At the middle of this month Chicago-based Cedille Records released its final album for 2015. The title is Mythology Symphony: Orchestral Works by Stacy Garrop, and it is named after the first work that Garrop, also based in Chicago, completed for full symphonic orchestra. Mythology Symphony, which may also be taken as a five-movement suite, was composed between 2007 and 2013 through commissions from the Detroit Symphony Orchestra, the Albany Symphony Orchestra, and the Chicago College of Performing Arts (CCPA) at Roosevelt University, where Garrop teaches composition. The performance on this new recording is by the CCPA Symphony Orchestra under the baton of Alondra de la Parra.
The album also includes two earlier works for chamber orchestra. Thunderwalker is a three-movement suite that Garrop submitted as her doctoral dissertation in 1999. The other piece, “Shadow,” was composed for the CCPA Chamber Orchestra to be featured during their tour of Japan in 2001. Markand Thakar conducts this ensemble in both of these pieces on this new recording. All three of the compositions on the album were recorded for the very first time.
According to her notes for the accompanying booklet, each of the five movements of Mythology Symphony was composed under a different commission for a different occasion, which is one reason why “suite” may be a more appropriate category than “symphony.” On the other hand the twentieth century did much to undermine just about any prevailing semantic interpretation of the noun “symphony,” meaning that any composer is free to call his/her music whatever (s)he wishes. Nevertheless, when it comes to any integrating traits, it would be fair to say that any sense of unity across the five movements has more to do with the subjects of the five movements being women than with any aspects of structure.
Taken as a whole, the music is best distinguished by its use of bold rhetoric, reflecting the escalation of mythology to a literature far more elevated than tales told (or sung) around a tribal fire. Put another way, Garrop’s approach to mythology has much more to do with Hollywood spectacles than with Albert B. Lord’s bardic “singer of tales.” Those interested in the more intimate, but just as visceral, approaches to the stories of Ancient Greece are more likely to be satisfied by Iannis Xenakis’ approach to Oresteïa than by Garrop’s lush capacities for musical imagery. On the other hand if some Hollywood producer is looking for the next John Williams, CCPA might be a good place to start the search.

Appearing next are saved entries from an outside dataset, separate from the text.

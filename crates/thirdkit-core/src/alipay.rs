//! Alipay SDK boundary.

use serde::Deserialize;
use url::Url;

use crate::errors::ThirdError;

/// Host Alipay uses when it bounces back into the app after a payment.
pub const SAFEPAY_HOST: &str = "safepay";

/// Numeric `resultStatus` codes.
pub mod result_status {
    pub const SUCCESS: i32 = 9000;
    pub const USER_CANCEL: i32 = 6001;
}

/// Result dictionary the SDK hands to its callbacks.
#[derive(Debug, Clone, Default, PartialEq, Eq, Deserialize)]
#[serde(rename_all = "camelCase")]
pub struct AlipayReply {
    pub result_status: Option<String>,
    pub memo: Option<String>,
    pub result: Option<String>,
}

impl AlipayReply {
    pub fn with_status(status: impl Into<String>) -> Self {
        Self {
            result_status: Some(status.into()),
            ..Default::default()
        }
    }

    /// Parse the result dictionary as serialized by the host bridge.
    pub fn from_json(json: &str) -> Result<Self, ThirdError> {
        serde_json::from_str(json).map_err(|e| ThirdError::MalformedPayload(e.to_string()))
    }

    /// `resultStatus` as a number, if present and numeric.
    pub fn status_code(&self) -> Option<i32> {
        self.result_status.as_deref()?.trim().parse().ok()
    }
}

pub type AlipayCompletion = Box<dyn FnOnce(AlipayReply) + Send>;

/// Operations the host performs against the Alipay SDK.
pub trait AlipayApi: Send + Sync {
    /// Start an app payment for a server-signed `order_code`.
    fn pay_order(&self, order_code: &str, from_scheme: &str, completion: AlipayCompletion);

    /// Decode the result carried by a `safepay` return URL.
    fn process_auth_result(&self, url: &Url, completion: AlipayCompletion);
}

Taken on its own merits, however, this is definitely music that knows how to work with a full orchestra. Garrop is particularly canny in developing the dialectical opposition of small groups of clearly distinguishable instruments against a large well-polished ensemble putting out a sonority whose rich qualities come from the seamless unification of its parts. Mind you, her knowledge of the ensemble is clearly informed by the devices of her predecessors; and there are some particularly effective moments during which the legacy of Dmitri Shostakovich counts for far more than that of John Williams. Nevertheless, the overall impression recalls many of the twentieth-century composers who were unabashedly nostalgic for nineteenth-century rhetoric; and contemporary listeners would do well to bear this context in mind when listening to Garrop’s symphonic writing.